She came around the side of the house, running. Her hair was liberally sprinkled with the red and white blossoms of the fruit trees which surrounded the house. The trees were in the fullness of their riotous bloom and petals cascaded down upon all who walked beneath them. The pair, each unaware of the others presence, abruptly collided. He was entirely unprepared for the chance meeting and was felled by the force of her slight body impacting his. Files and papers spilled out willy-nilly from his messenger bag where they landed upon the slick, muddy surface created by the recent rains. The wind darted at them causing them to eddy up and start drifting toward the lake as though they were errant children playing a game of 'catch me if you can'.

"I literally fell for her right then and there," he first told his children and then his grandchildren and only hoped that he might be given the chance to entertain his great-grandchildren with the same tale. "She laughed at me," he would add indignantly, looking around at his young audience with an expression of mock outrage.

The first dozen times the very young ones heard his story they always would giggle at this moment and then he would be assured of their rapt attention as he continued onward with the tale. Yet, the older ones, inured through long standing familiarity with the slightness of the humor contained within the joke, would only grimace and grow restless so that oftentimes the story would remain unfinished, much like life itself, he supposed philosophically.

"Then she helped you up off the dirty ground, Grandpa," a helpful grandchild prompted, mindful of his mother's oft stated claim that Father Spinelli would forget his very own head if it weren't somewhat firmly attached to his head.

"Such a dreamer that one," she would add disparagingly, not quite approving of her father-in-law's varied eccentricities.

A reminiscent smile appeared on Spinelli's face and for a brief moment, as his green eyes sparkled, it was possible to see past the wrinkles and white hair to the irrepressible young man he once was. "She was more lovely than the day," he replied poetically, patting his grandson approvingly on the head. "The blossoming trees blushed to be compared to her whilst the sun hid its glory in envy."

"It started to rain again," one of the older children interpreted prosaically for the benefit of their younger siblings and cousins not yet versed in the ways of allegory and metaphor.

"They ran after the papers," another helpful soul piped up, "because the wind was blowing them toward the lake."

"Who's telling this story anyway?" Spinelli would interject, his irritation at the multiple interruptions not quite feigned.

"You are, Grandpa," would be the response of his own personal Greek chorus and for a short while he would reclaim center stage as the narrator of the events of his own life.

"It wasn't bad enough that she first knocked me down but then she decided to drown the poor benighted Jackal in the lake," he said dramatically as he picked up the threads of the saga.

"That's not fair!" The passionate speaker interrupting him this time was a dark haired girl, lithe and slim, as she scowled at her grandfather, her features heartrendingly similar to her grandmother's whose name she also shared, "She did no such thing.
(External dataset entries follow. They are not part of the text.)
mod builder;
pub use builder::Builder;

mod read;
use read::Loaded;

mod with;
use with::Link;

use crate::{
    engine::{self, Compiled, Cx, Extend, LocaleMerge},
    Config, FindOptions, Record,
};

use quire_core::{
    driver::Driver,
    schema::{Collection, CollectionId},
    stmt::{Select, SelectItem, Value},
    Error, Result, Schema,
};
use quire_sql::Serializer;

use std::{future::Future, pin::Pin, sync::Arc};

/// Handle to a database and the schema describing it.
///
/// Cloning is cheap; clones share the driver.
#[derive(Debug, Clone)]
pub struct Db {
    shared: Arc<Shared>,
}

#[derive(Debug)]
struct Shared {
    schema: Arc<Schema>,
    driver: Arc<dyn Driver>,
    serializer: Serializer,
    config: Config,
}

type BoxFuture<T> = Pin<Box<dyn Future<Output = T> + Send + 'static>>;

impl Db {
    pub fn builder() -> Builder {
        Builder::default()
    }

    pub fn schema(&self) -> &Arc<Schema> {
        &self.shared.schema
    }

    pub fn config(&self) -> &Config {
        &self.shared.config
    }

    pub fn driver(&self) -> &dyn Driver {
        &*self.shared.driver
    }

    /// Compilation context for a request: its locales over the configured
    /// defaults.
    pub fn cx(&self, options: &FindOptions) -> Cx<'_> {
        Cx::new(&self.shared.schema, &self.shared.config).locales(
            options.locale.as_deref(),
            options.locale_fallback.as_deref(),
        )
    }

    /// Compiles a read without running it.
    pub fn compile(&self, collection: &str, options: &FindOptions) -> Result<Compiled> {
        let collection = self.collection(collection)?;
        engine::compile(&self.cx(options), collection, options)
    }

    /// Returns every record of `collection` matching the request, with its
    /// `with` relations attached.
    pub async fn find_many(&self, collection: &str, options: FindOptions) -> Result<Vec<Record>> {
        let id = self.collection(collection)?.id;
        let loaded = self.load(id, options, Extend::default(), 0).await?;
        Ok(loaded.into_iter().map(|loaded| loaded.record).collect())
    }

    /// Returns the first matching record.
    pub async fn find_first(
        &self,
        collection: &str,
        mut options: FindOptions,
    ) -> Result<Option<Record>> {
        options.limit = Some(1);
        Ok(self.find_many(collection, options).await?.into_iter().next())
    }

    /// Counts the records matching the request's filter.
    pub async fn count(&self, collection: &str, options: FindOptions) -> Result<u64> {
        let select = {
            let collection = self.collection(collection)?;
            engine::compile_count(&self.cx(&options), collection, &options)?
        };

        let rows = self.query(&select).await?;

        let count = rows
            .into_iter()
            .next()
            .and_then(|row| row.into_values().next())
            .unwrap_or_default();

        match count {
            Value::I64(count) => Ok(count.max(0) as u64),
            value => Err(Error::from_args(format_args!(
                "expected an integer count; value={value:?}"
            ))),
        }
    }

    fn collection(&self, name: &str) -> Result<&Collection> {
        self.shared
            .schema
            .collection_by_name(name)
            .ok_or_else(|| Error::invalid_filter(format!("unknown collection `{name}`")))
    }

    /// Reads records of `target` and, recursively, their `with` relations.
    fn load(
        &self,
        target: CollectionId,
        options: FindOptions,
        mut extend: Extend,
        depth: usize,
    ) -> BoxFuture<Result<Vec<Loaded>>> {
        let db = self.clone();

        Box::pin(async move {
            let max = db.shared.config.max_relation_depth;
            if depth > max {
                return Err(Error::recursion_limit("with", max));
            }

            let collection = db.shared.schema.collection(target);

            let links = match &options.with {
                Some(with) => with
                    .0
                    .iter()
                    .filter_map(|(name, sub)| Link::new(&db, collection, name, sub).transpose())
                    .collect::<Result<Vec<_>>>()?,
                None => vec![],
            };

            for item in links.iter().flat_map(Link::parent_items) {
                push_unique(&mut extend.items, item);
            }

            let (compiled, merge) = {
                let cx = db.cx(&options);
                let compiled = engine::compile_extended(&cx, collection, &options, extend)?;
                let merge = LocaleMerge::for_collection(collection, db.shared.config.max_merge_depth);
                (compiled, merge)
            };

            let rows = db.query(&compiled.select).await?;

            let mut loaded = rows
                .into_iter()
                .map(|row| read::record(row, &compiled.projection.plan, &merge))
                .collect::<Vec<_>>();

            if !links.is_empty() {
                with::load(&db, &links, &options, &mut loaded, depth).await?;
            }

            Ok(loaded)
        })
    }

    async fn query(&self, select: &Select) -> Result<Vec<quire_core::driver::Row>> {
        let mut params = Vec::<Value>::new();
        let sql = self.shared.serializer.serialize(select, &mut params);

        tracing::debug!(%sql, params = params.len(), "executing query");

        self.shared.driver.query(&sql, &params).await
    }
}

fn push_unique(items: &mut Vec<SelectItem>, item: SelectItem) {
    if !items.iter().any(|existing| existing.alias == item.alias) {
        items.push(item);
    }
}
You tripped and fell in!"

For a brief while, Spinelli met her glare for glare but he was the first to lower his eyes as he said sheepishly, "Well, perhaps that is closer to the bare bones truth of what happened but what you fail to allow for, Missy," now he was back in fighting form and once again they locked eyes, "Is that the very clumsiness that was my downfall was a direct result of the effect your grandmother had upon my heart and therefore my inner ear which as everyone knows is vital for balance and so I tripped and fell into the lake which is just the same as if she pushed me into its watery depths." He finished triumphantly.

"That's just stupid," she responded airily, not at all impressed by his argument.

"Um, sir," some unknown boy was cautiously raising his hand. He had simply arrived earlier that day, mixed in among the passel of grandchildren, "There isn't any connection between the inner ear and the heart that doesn't make any sense." He was polite but determined to support the facts of biology in his detraction of Spinelli's story.

"It isn't the literal heart, lad" Spinelli backtracked hastily, recognizing that anatomy was never his strong suit, "I meant that the effect of her unsurpassed beauty caused an overall malfunction of the Jackal's internal circuitry which then directly lead to the inner ear imbalance." He shot the pesky kid a look of satisfied triumph, daring him to refute his quick witted response.

"I see," the boy mumbled though it was clear he definitely didn't. A few of the surrounding children nudged him sympathetically and whispered consoling words in his ear.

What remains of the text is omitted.